Before admitting the opinion of a witness into evidence as expert testimony, the judge must consider and decide two questions. The first is whether the subject matter of the opinion falls within the class of subjects upon which expert testimony is permissible. This first question may be divided into two parts: (a) whether the subject matter of the opinion is such that a person without instruction or experience in the area of knowledge or human experience would be able to form a sound judgment on the matter without the assistance of witnesses possessing special knowledge or experience in the area, and (b) whether the subject matter of the opinion forms part of the body of knowledge or experience which is sufficiently organised or recognised to be accepted as a reliable body of knowledge or experience, a special acquaintance with which by the witness would render his opinion of assistance to the court. The second question is whether the witness has acquired by study or experience sufficient knowledge of the subject to render his opinion of value in resolving the issues before the court.[35]
[34] (1984) 38 SASR 45.
[35] Ibid at 46-7. See also Clark v Ryan (1960) 103 CLR 486 at 491 (Dixon CJ).

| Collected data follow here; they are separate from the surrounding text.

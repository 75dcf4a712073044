//! End-to-end checks of the distance and toll operations on a sample route.

mod common;

use common::load_fixture;
use polars::prelude::{DataFrame, NamedFrom, Series};
use traffic_toll::{
    Key, calculate_distance_matrix, calculate_time_based_toll_rates, calculate_toll_rate,
    find_ids_within_ten_percentage_threshold, unroll_distance_matrix,
};

fn key(id: i64) -> Key {
    Key::from(id)
}

#[test]
fn test_distance_matrix_accumulates_route() {
    let df = load_fixture("dataset-3.csv");
    let matrix = calculate_distance_matrix(&df).unwrap();

    assert_eq!(matrix.shape(), (6, 6));
    assert_eq!(matrix.get(&key(1001400), &key(1001402)), Some(9.7));
    assert_eq!(matrix.get(&key(1001400), &key(1001404)), Some(29.9));
    assert_eq!(matrix.get(&key(1001410), &key(1001400)), Some(78.7));
    assert_eq!(matrix.get(&key(1001404), &key(1001410)), Some(48.8));
    for i in 0..6 {
        assert_eq!(matrix.at(i, i), 0.0);
        for j in 0..6 {
            assert_eq!(matrix.at(i, j), matrix.at(j, i));
        }
    }
}

#[test]
fn test_unrolled_route_has_all_ordered_pairs() {
    let df = load_fixture("dataset-3.csv");
    let unrolled = unroll_distance_matrix(&calculate_distance_matrix(&df).unwrap()).unwrap();

    assert_eq!(unrolled.height(), 30);
    let starts = unrolled.column("id_start").unwrap().i64().unwrap();
    let ends = unrolled.column("id_end").unwrap().i64().unwrap();
    assert_eq!(starts.get(0), Some(1001400));
    assert_eq!(ends.get(0), Some(1001402));
    assert_eq!(starts.get(29), Some(1001410));
    assert_eq!(ends.get(29), Some(1001408));
}

#[test]
fn test_ids_near_reference_mean() {
    let df = load_fixture("dataset-3.csv");
    let unrolled = unroll_distance_matrix(&calculate_distance_matrix(&df).unwrap()).unwrap();

    // Reference mean is 46.36, so the band is [41.724, 50.996].
    let ids = find_ids_within_ten_percentage_threshold(&unrolled, &key(1001400)).unwrap();
    assert_eq!(
        ids,
        vec![key(1001400), key(1001404), key(1001406), key(1001410)]
    );
}

#[test]
fn test_toll_rates_on_unrolled_route() {
    let df = load_fixture("dataset-3.csv");
    let unrolled = unroll_distance_matrix(&calculate_distance_matrix(&df).unwrap()).unwrap();
    let tolls = calculate_toll_rate(&unrolled).unwrap();

    assert_eq!(tolls.height(), 30);
    assert!(tolls.column("distance").is_err());
    let moto = tolls.column("moto").unwrap().f64().unwrap();
    assert_eq!(moto.get(0), Some(9.7 * 0.8));
}

#[test]
fn test_time_based_tolls_follow_schedule() {
    let tolls = calculate_toll_rate(
        &DataFrame::new(vec![
            Series::new("id_start".into(), vec![1i64, 1, 1, 1]).into(),
            Series::new("id_end".into(), vec![2i64, 2, 2, 2]).into(),
            Series::new("distance".into(), vec![12.5, 12.5, 12.5, 12.5]).into(),
        ])
        .unwrap(),
    )
    .unwrap();
    let mut scheduled = tolls.clone();
    scheduled
        .with_column(Series::new(
            "start_day".into(),
            vec!["Monday", "Thursday", "Sunday", "Friday"],
        ))
        .unwrap();
    scheduled
        .with_column(Series::new(
            "start_time".into(),
            vec!["06:00:00", "14:30:00", "23:00:00", "23:59:59"],
        ))
        .unwrap();
    scheduled
        .with_column(Series::new(
            "end_time".into(),
            vec!["09:00:00", "16:00:00", "23:59:59", "23:59:59"],
        ))
        .unwrap();

    let out = calculate_time_based_toll_rates(&scheduled).unwrap();

    let moto = out.column("moto").unwrap().f64().unwrap();
    let base = 12.5 * 0.8;
    assert_eq!(moto.get(0), Some(base * 0.8));
    assert_eq!(moto.get(1), Some(base * 1.2));
    assert_eq!(moto.get(2), Some(base * 0.7));
    assert_eq!(moto.get(3), Some(base));
    assert_eq!(out.height(), tolls.height());
}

In the present case, there was no suggestion that the respondent suffered from a mental illness which could explain her conduct.[36] In those circumstances, a court should, even without expert evidence, be able to form a sound judgment on the issue of whether the respondent, unaffected by drugs or alcohol, was acting consciously and voluntarily at the time of the alleged offences. Given the evidence that the respondent had consumed some Stilnox, it was appropriate for the Court to have some assistance from an appropriately qualified expert. That is because it seemed to be common ground that Stilnox is capable of causing unusual behaviour in some who use it. Furthermore, its effects can be exacerbated if taken in conjunction with alcohol.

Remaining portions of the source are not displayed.